BEGIN Input data
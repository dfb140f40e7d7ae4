//! Version model
//!
//! Versions are dot (or underscore) separated items with optional
//! pre-release and build suffixes:
//! - `1.2.3` - numeric items compare as integers (`10 > 9`)
//! - `1.2.a` - alphabetic items compare lexically
//! - `1.2` vs `1.a` - numeric items sort before alphanumeric ones
//! - `1.2-beta.1` - pre-release, sorts before `1.2`
//! - `1.2+build.5` - build metadata
//!
//! Trailing zero items do not take part in comparison or hashing, so
//! `1.0 == 1.0.0`, while the original text is kept for display.

use serde::{Deserialize, Serialize};
use std::cmp::Ordering;
use std::convert::Infallible;
use std::fmt;
use std::hash::{Hash, Hasher};
use std::str::FromStr;

/// A single version item
#[derive(Debug, Clone, PartialEq, Eq, Hash)]
pub enum VersionItem {
    Number(u64),
    Text(String),
}

impl VersionItem {
    fn parse(item: &str) -> Self {
        if !item.is_empty() && item.bytes().all(|b| b.is_ascii_digit()) {
            if let Ok(number) = item.parse::<u64>() {
                return Self::Number(number);
            }
        }
        Self::Text(item.to_string())
    }

    fn is_zero(&self) -> bool {
        matches!(self, Self::Number(0))
    }
}

impl Ord for VersionItem {
    fn cmp(&self, other: &Self) -> Ordering {
        match (self, other) {
            (Self::Number(a), Self::Number(b)) => a.cmp(b),
            (Self::Text(a), Self::Text(b)) => a.cmp(b),
            // Numbers sort before text
            (Self::Number(_), Self::Text(_)) => Ordering::Less,
            (Self::Text(_), Self::Number(_)) => Ordering::Greater,
        }
    }
}

impl PartialOrd for VersionItem {
    fn partial_cmp(&self, other: &Self) -> Option<Ordering> {
        Some(self.cmp(other))
    }
}

impl fmt::Display for VersionItem {
    fn fmt(&self, f: &mut fmt::Formatter<'_>) -> fmt::Result {
        match self {
            Self::Number(n) => write!(f, "{n}"),
            Self::Text(s) => write!(f, "{s}"),
        }
    }
}

fn split_items(part: &str) -> Vec<VersionItem> {
    if part.is_empty() {
        return Vec::new();
    }
    part.split(['.', '_']).map(VersionItem::parse).collect()
}

/// Items with trailing zeros removed
fn significant(items: &[VersionItem]) -> &[VersionItem] {
    let len = items
        .iter()
        .rposition(|item| !item.is_zero())
        .map_or(0, |pos| pos + 1);
    &items[..len]
}

/// A package version
///
/// Parsing never fails: anything that is not made of recognizable
/// items becomes an opaque text item that still orders deterministically.
#[derive(Debug, Clone)]
pub struct Version {
    value: String,
    main: Vec<VersionItem>,
    pre: Option<Vec<VersionItem>>,
    build: Option<Vec<VersionItem>>,
}

impl Version {
    /// Parse a version string
    #[must_use]
    pub fn parse(value: &str) -> Self {
        let value = value.trim();
        let (rest, build) = match value.split_once('+') {
            Some((rest, build)) => (rest, Some(split_items(build))),
            None => (value, None),
        };
        let (main, pre) = match rest.split_once('-') {
            Some((main, pre)) => (main, Some(split_items(pre))),
            None => (rest, None),
        };

        Self {
            value: value.to_string(),
            main: split_items(main),
            pre,
            build,
        }
    }

    /// Original text of the version
    #[must_use]
    pub fn as_str(&self) -> &str {
        &self.value
    }

    /// Main items, before any pre-release or build suffix
    #[must_use]
    pub fn main(&self) -> &[VersionItem] {
        &self.main
    }

    /// Whether this is a pre-release version
    #[must_use]
    pub fn is_prerelease(&self) -> bool {
        self.pre.is_some()
    }

    /// Item at `index`, treating missing items as zero
    #[must_use]
    pub fn item(&self, index: usize) -> VersionItem {
        self.main
            .get(index)
            .cloned()
            .unwrap_or(VersionItem::Number(0))
    }

    /// Whether the leading item is a numeric zero (or missing)
    #[must_use]
    pub fn is_major_zero(&self) -> bool {
        self.item(0).is_zero()
    }

    /// `1.Y.Z` projection used by `major_mode`
    #[must_use]
    pub fn major_mode(&self) -> String {
        format!("{}.Y.Z", self.item(0))
    }

    /// `1.2.Z` projection used by `minor_mode`
    #[must_use]
    pub fn minor_mode(&self) -> String {
        format!("{}.{}.Z", self.item(0), self.item(1))
    }

    /// `1.2.3` projection used by `patch_mode`
    #[must_use]
    pub fn patch_mode(&self) -> String {
        format!("{}.{}.{}", self.item(0), self.item(1), self.item(2))
    }

    /// Semver-style projection: major only, unless the major is zero
    #[must_use]
    pub fn semver_mode(&self) -> String {
        if self.is_major_zero() {
            self.value.clone()
        } else {
            self.major_mode()
        }
    }

    /// Lowest version above every version sharing the items up to `index`
    ///
    /// The item at `index` is bumped, everything after it dropped, and the
    /// result carries an empty pre-release marker so it also sorts below
    /// the pre-releases of the bumped version. Returns `None` when the item
    /// at `index` is not numeric.
    #[must_use]
    pub fn upper_bound(&self, index: usize) -> Option<Self> {
        let mut items: Vec<u64> = Vec::with_capacity(index + 1);
        for i in 0..=index {
            match self.item(i) {
                VersionItem::Number(n) => items.push(n),
                VersionItem::Text(_) => return None,
            }
        }
        let last = items.last_mut()?;
        *last = last.checked_add(1)?;
        let text = items
            .iter()
            .map(ToString::to_string)
            .collect::<Vec<_>>()
            .join(".");
        Some(Self::parse(&format!("{text}-")))
    }

    /// The same version carrying an empty pre-release marker
    ///
    /// This is the lowest possible version sharing these main items.
    #[must_use]
    pub fn lowest_prerelease(&self) -> Self {
        if self.pre.is_some() {
            return self.clone();
        }
        Self {
            value: format!("{}-", self.value),
            main: self.main.clone(),
            pre: Some(Vec::new()),
            build: None,
        }
    }

    fn compare_pre(a: Option<&Vec<VersionItem>>, b: Option<&Vec<VersionItem>>) -> Ordering {
        match (a, b) {
            (None, None) => Ordering::Equal,
            // A release sorts after any of its pre-releases
            (None, Some(_)) => Ordering::Greater,
            (Some(_), None) => Ordering::Less,
            (Some(a), Some(b)) => significant(a).cmp(significant(b)),
        }
    }

    fn compare_build(a: Option<&Vec<VersionItem>>, b: Option<&Vec<VersionItem>>) -> Ordering {
        match (a, b) {
            (None, None) => Ordering::Equal,
            (None, Some(_)) => Ordering::Less,
            (Some(_), None) => Ordering::Greater,
            (Some(a), Some(b)) => significant(a).cmp(significant(b)),
        }
    }
}

impl PartialEq for Version {
    fn eq(&self, other: &Self) -> bool {
        self.cmp(other) == Ordering::Equal
    }
}

impl Eq for Version {}

impl Ord for Version {
    fn cmp(&self, other: &Self) -> Ordering {
        significant(&self.main)
            .cmp(significant(&other.main))
            .then_with(|| Self::compare_pre(self.pre.as_ref(), other.pre.as_ref()))
            .then_with(|| Self::compare_build(self.build.as_ref(), other.build.as_ref()))
    }
}

impl PartialOrd for Version {
    fn partial_cmp(&self, other: &Self) -> Option<Ordering> {
        Some(self.cmp(other))
    }
}

impl Hash for Version {
    fn hash<H: Hasher>(&self, state: &mut H) {
        significant(&self.main).hash(state);
        self.pre.as_deref().map(significant).hash(state);
        self.build.as_deref().map(significant).hash(state);
    }
}

impl fmt::Display for Version {
    fn fmt(&self, f: &mut fmt::Formatter<'_>) -> fmt::Result {
        f.write_str(&self.value)
    }
}

impl FromStr for Version {
    type Err = Infallible;

    fn from_str(s: &str) -> Result<Self, Self::Err> {
        Ok(Self::parse(s))
    }
}

impl From<&str> for Version {
    fn from(value: &str) -> Self {
        Self::parse(value)
    }
}

impl Serialize for Version {
    fn serialize<S>(&self, serializer: S) -> Result<S::Ok, S::Error>
    where
        S: serde::Serializer,
    {
        serializer.serialize_str(&self.value)
    }
}

impl<'de> Deserialize<'de> for Version {
    fn deserialize<D>(deserializer: D) -> Result<Self, D::Error>
    where
        D: serde::Deserializer<'de>,
    {
        let s = String::deserialize(deserializer)?;
        Ok(Self::parse(&s))
    }
}

#[cfg(test)]
mod tests {
    use super::*;

    fn v(s: &str) -> Version {
        Version::parse(s)
    }

    #[test]
    fn test_numeric_items_compare_as_integers() {
        assert!(v("10") > v("9"));
        assert!(v("1.10") > v("1.9"));
        assert!(v("1.2.3") < v("1.2.10"));
    }

    #[test]
    fn test_trailing_zeros_are_equal() {
        assert_eq!(v("1.0"), v("1.0.0"));
        assert_eq!(v("1"), v("1.0.0.0"));
        assert_eq!(v("1.0").to_string(), "1.0");
        assert_eq!(v("1.0.0").to_string(), "1.0.0");
    }

    #[test]
    fn test_prerelease_sorts_before_release() {
        assert!(v("1.0-beta") < v("1.0"));
        assert!(v("1.0-alpha") < v("1.0-beta"));
        assert!(v("1.0-") < v("1.0-alpha"));
        assert!(v("0.9") < v("1.0-alpha"));
    }

    #[test]
    fn test_alpha_and_mixed_items() {
        assert!(v("1.a") < v("1.b"));
        assert!(v("1.2") < v("1.2.a"));
        assert!(v("1.10") < v("1.9a"));
        assert!(v("1.99") < v("1.1a"));
    }

    #[test]
    fn test_unparseable_is_opaque() {
        let latest = v("latest");
        assert_eq!(latest.main(), &[VersionItem::Text("latest".into())]);
        assert!(v("latest") > v("beta"));
    }

    #[test]
    fn test_underscore_separator() {
        assert_eq!(v("1_2_3"), v("1.2.3"));
    }

    #[test]
    fn test_mode_projections() {
        let version = v("1.2.3");
        assert_eq!(version.major_mode(), "1.Y.Z");
        assert_eq!(version.minor_mode(), "1.2.Z");
        assert_eq!(version.patch_mode(), "1.2.3");
        assert_eq!(v("1").minor_mode(), "1.0.Z");
        assert_eq!(v("0.3.1").semver_mode(), "0.3.1");
        assert_eq!(v("2.3.1").semver_mode(), "2.Y.Z");
    }

    #[test]
    fn test_upper_bound() {
        let bound = v("1.2.3").upper_bound(1).unwrap();
        assert_eq!(bound.to_string(), "1.3-");
        assert!(bound < v("1.3-alpha"));
        assert!(bound > v("1.2.99"));
        assert_eq!(v("1").upper_bound(1).unwrap().to_string(), "1.1-");
        assert!(v("1.a").upper_bound(1).is_none());
    }

    #[test]
    fn test_build_metadata() {
        assert!(v("1.0+1") > v("1.0"));
        assert!(v("1.0+2") > v("1.0+1"));
        assert_ne!(v("1.0+1"), v("1.0"));
    }
}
END Input data
## [Task brief]
Out of the entries above, write out only the lines between the line holding "of the version" and the line holding "self.item(0).is_zero()", inclusive, each exactly as given.

## [Answer]
    /// Original text of the version
    #[must_use]
    pub fn as_str(&self) -> &str {
        &self.value
    }

    /// Main items, before any pre-release or build suffix
    #[must_use]
    pub fn main(&self) -> &[VersionItem] {
        &self.main
    }

    /// Whether this is a pre-release version
    #[must_use]
    pub fn is_prerelease(&self) -> bool {
        self.pre.is_some()
    }

    /// Item at `index`, treating missing items as zero
    #[must_use]
    pub fn item(&self, index: usize) -> VersionItem {
        self.main
            .get(index)
            .cloned()
            .unwrap_or(VersionItem::Number(0))
    }

    /// Whether the leading item is a numeric zero (or missing)
    #[must_use]
    pub fn is_major_zero(&self) -> bool {
        self.item(0).is_zero()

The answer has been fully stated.